On Sunday, just before 11:15 a.m., 14 people met in Union Square, drifted south, crossed the Williamsburg Bridge, resisted temptation at Peter Luger Steak House, sipped beers in Bedford-Stuyvesant, trudged through Ozone Park, Queens, and, finally, reached Terminal One of Kennedy International Airport about 7:20 p.m.
They smoked cigarettes and fended off throbbing feet. They stopped often for bathroom breaks (“Leave no bladder behind,” the walk’s 35-year-old founder and organizer, Andy Maskin, said.) They admired chandelier shops and Borsalino hat vendors and wondered aloud why a children’s jungle gym on Brooklyn’s version of Broadway had yellow caution tape hanging from it. And when it was over, the group, slightly smaller than before, hopped on a train and headed home.
It was the ninth year that the walk, or something close to it, had been held. The idea came to Maskin, a Gramercy Park resident who works in advertising, on a gratingly beautiful day in 2004. He was inside; he wanted to be outside.
“I was looking at a map and said, ‘What’s an arbitrary landmark to walk to?”’ he recalled. “I looked at the expanse of the city between Manhattan and JFK and thought, ‘There’s so much of that I’ve never been to.’ I grew up in the city, and I had no idea what it was like to walk around in these neighborhoods.”
And so he walked. A friend joined him. Thirteen miles later, a whim had become a tradition.
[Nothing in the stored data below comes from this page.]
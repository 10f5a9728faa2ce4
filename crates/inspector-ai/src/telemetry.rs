use crate::config::TelemetryConfig;
use std::fmt;
use tracing_subscriber::filter::ParseError;
use tracing_subscriber::EnvFilter;

#[derive(Debug)]
pub enum TelemetryError {
    Filter { value: String, source: ParseError },
    Install(Box<dyn std::error::Error + Send + Sync>),
}

impl fmt::Display for TelemetryError {
    fn fmt(&self, f: &mut fmt::Formatter<'_>) -> fmt::Result {
        match self {
            TelemetryError::Filter { value, .. } => {
                write!(f, "invalid log filter '{value}'")
            }
            TelemetryError::Install(err) => write!(f, "could not install subscriber: {err}"),
        }
    }
}

impl std::error::Error for TelemetryError {
    fn source(&self) -> Option<&(dyn std::error::Error + 'static)> {
        match self {
            TelemetryError::Filter { source, .. } => Some(source),
            TelemetryError::Install(err) => Some(&**err),
        }
    }
}

/// Install the process-wide tracing subscriber. `RUST_LOG` wins over the
/// configured level when both are set.
pub fn init(config: &TelemetryConfig) -> Result<(), TelemetryError> {
    let env_filter = match EnvFilter::try_from_default_env() {
        Ok(filter) => filter,
        Err(_) => {
            EnvFilter::try_new(&config.log_level).map_err(|source| TelemetryError::Filter {
                value: config.log_level.clone(),
                source,
            })?
        }
    };

    tracing_subscriber::fmt()
        .with_env_filter(env_filter)
        .with_target(false)
        .compact()
        .with_ansi(false)
        .try_init()
        .map_err(TelemetryError::Install)
}
use crate::infra::AppState;
use axum::http::{header, StatusCode};
use axum::response::IntoResponse;
use axum::Extension;
use axum::Json;
use inspector_ai::workflows::analysis::{
    analysis_router, AnalysisRepository, InspectionAnalysisService, TextGenerator,
};
use serde_json::json;
use std::sync::Arc;

pub(crate) fn with_service_routes<G, R>(
    service: Arc<InspectionAnalysisService<G, R>>,
) -> axum::Router
where
    G: TextGenerator + 'static,
    R: AnalysisRepository + 'static,
{
    analysis_router(service)
        .route("/health", axum::routing::get(healthcheck))
        .route("/ready", axum::routing::get(readiness_endpoint))
        .route("/metrics", axum::routing::get(metrics_endpoint))
}

pub(crate) async fn healthcheck() -> Json<serde_json::Value> {
    Json(json!({ "status": "ok" }))
}

pub(crate) async fn readiness_endpoint(Extension(state): Extension<AppState>) -> impl IntoResponse {
    let ready = state.readiness.load(std::sync::atomic::Ordering::Relaxed);
    let status = if ready {
        StatusCode::OK
    } else {
        StatusCode::SERVICE_UNAVAILABLE
    };

    let payload = if ready {
        json!({ "status": "ready" })
    } else {
        json!({ "status": "initializing" })
    };

    (status, Json(payload))
}

pub(crate) async fn metrics_endpoint(Extension(state): Extension<AppState>) -> impl IntoResponse {
    (
        StatusCode::OK,
        [(header::CONTENT_TYPE, "text/plain; version=0.0.4")],
        state.metrics.render(),
    )
}
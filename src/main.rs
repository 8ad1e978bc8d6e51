//! ext-build command-line interface
//!
//! Out-of-tree `CMake` builds for native Python extension modules

use clap::Parser;
use clap_complete::Shell;
use ext_build::env_vars;
use ext_build::extensions::Mode;
use std::io::IsTerminal;
use std::path::PathBuf;
use std::process;

/// Display an error with optional backtrace information
fn display_error(err: &anyhow::Error, backtrace_enabled: bool) {
    eprintln!("error: {err}");

    // Show error chain
    let mut source = err.source();
    while let Some(err) = source {
        eprintln!("caused by: {err}");
        source = err.source();
    }

    if backtrace_enabled {
        let backtrace = err.backtrace();
        if backtrace.status() == std::backtrace::BacktraceStatus::Captured {
            eprintln!("\nBacktrace:");
            eprintln!("{backtrace}");
        }
    }
}

#[derive(Parser)]
#[command(name = "ext-build")]
#[command(version = env!("CARGO_PKG_VERSION"))]
#[command(
    about = "Configure, build, install and stub native extension modules with CMake",
    long_about = None
)]
pub(crate) struct Cli {
    /// Clean all built output
    #[arg(long)]
    clean: bool,

    /// Show commands that will be executed without actually running them
    #[arg(long)]
    dry_run: bool,

    /// Config file to use instead of ./.ext-build.toml (env: `EXT_BUILD_CONFIG`)
    #[arg(long, value_name = "PATH")]
    config: Option<PathBuf>,

    /// Enable debug output
    #[arg(long)]
    debug: bool,

    /// Show stack backtrace on errors
    #[arg(long)]
    backtrace: bool,

    /// Disable colored output
    #[arg(long)]
    no_color: bool,

    /// Print a completion script for SHELL and exit
    #[arg(long, value_name = "SHELL", exclusive = true)]
    completions: Option<Shell>,
}

#[tokio::main]
async fn main() {
    let cli = Cli::parse();

    ext_build::init_debug(cli.debug);

    let result = if let Some(shell) = cli.completions {
        commands::completion::run(shell)
    } else {
        let options = commands::build::Options {
            mode: if cli.clean { Mode::Clean } else { Mode::Build },
            dry_run: cli.dry_run || env_vars::dry_run(),
            config: cli
                .config
                .or_else(|| env_vars::config_path().map(PathBuf::from)),
            color: !cli.no_color && !env_vars::no_color() && std::io::stdout().is_terminal(),
        };
        commands::build::run(&options).await
    };

    if let Err(e) = result {
        display_error(&e, cli.backtrace || ext_build::is_debug_enabled());
        process::exit(1);
    }
}

mod commands;
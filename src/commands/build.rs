//! Build and clean commands
//!
//! Load the config, turn its `[[extension]]` tables into targets, and run
//! every target in order.

use anyhow::{Context, Result};
use ext_build::extensions::{Mode, build_extensions};
use ext_build::output::{Console, TerminalConsole};
use ext_build::{Config, HostFamily};
use std::path::PathBuf;
use std::sync::Arc;
use tracing::debug;

/// Options collected from flags and environment
#[derive(Debug)]
pub(crate) struct Options {
    pub(crate) mode: Mode,
    pub(crate) dry_run: bool,
    pub(crate) config: Option<PathBuf>,
    pub(crate) color: bool,
}

/// Build every configured extension, or clean all of them
pub(crate) async fn run(options: &Options) -> Result<()> {
    let config = Config::load_with_options(options.config.as_deref())
        .context("Failed to load configuration")?;

    let targets = config.targets(options.dry_run)?;
    let toolchain = config.toolchain(HostFamily::current());
    debug!(
        "{} target(s), host {}, cmake {}",
        targets.len(),
        toolchain.host,
        toolchain.cmake
    );

    let console: Arc<dyn Console> = Arc::new(TerminalConsole::new(options.color));
    let report = build_extensions(targets, &toolchain, &console, options.mode).await?;

    if report.mode == Mode::Build && !options.dry_run {
        let (count, duration) = report.summarize();
        console.note(&format!(
            "Built {count} extension(s) in {:.2}s",
            duration.as_secs_f64()
        ));
    }

    Ok(())
}
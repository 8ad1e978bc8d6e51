//! Common test utilities and helpers
//!
//! This module provides shared functionality used across integration tests:
//! - Binary path resolution (via `get_ext_build_binary`)
//! - Project and fake tool fixtures (via `helpers`)

pub(crate) mod helpers;

// Re-export get_ext_build_binary for convenient access
#[allow(unused_imports)]
pub(crate) use helpers::get_ext_build_binary;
“Any self-respecting New Yorker doesn’t go to the Statue of Liberty,” said Adam Olson, 29, a graphic designer from Williamsburg, who participated in his second walk Sunday. This, he said, was the only sightseeing suitable for a local.
Kang Peng, 27, a student from Taiwan, took notes as he walked, jotting down names he wanted to learn more about: Astor. Cooper. Boerum. Williamsburg.
“New York,” he said, leafing through his notebook, “it has a lot of layers.”
Two others made the trip during a visit from Munich; a friend of Maskin’s had placed a flier in their hostel in Bushwick, advertising a free walking tour. Maskin, an official city tour guide, felt compelled to live up to his billing. He explained the transformation of the Bowery (“Have you heard of CBGB?”) and the marvel of Brooklyn bodegas (“They’re these very small grocery stores”).
Maskin was joined on the trip by his wife, Chloe Mead, who has walked since 2010. That year, she began limping near Ozone Park, Queens, with more than a mile still to go. But leaning often on Maskin, she pressed on as the airport came into view.
“And she finished,” Maskin said. “She stuck with me. It made a really big impression.”
They were married in July.
Walking is not always required. As the group neared the Williamsburg Bridge in Manhattan, Mark Triant, 29, found an abandoned Whole Foods shopping cart on the curb along the Bowery.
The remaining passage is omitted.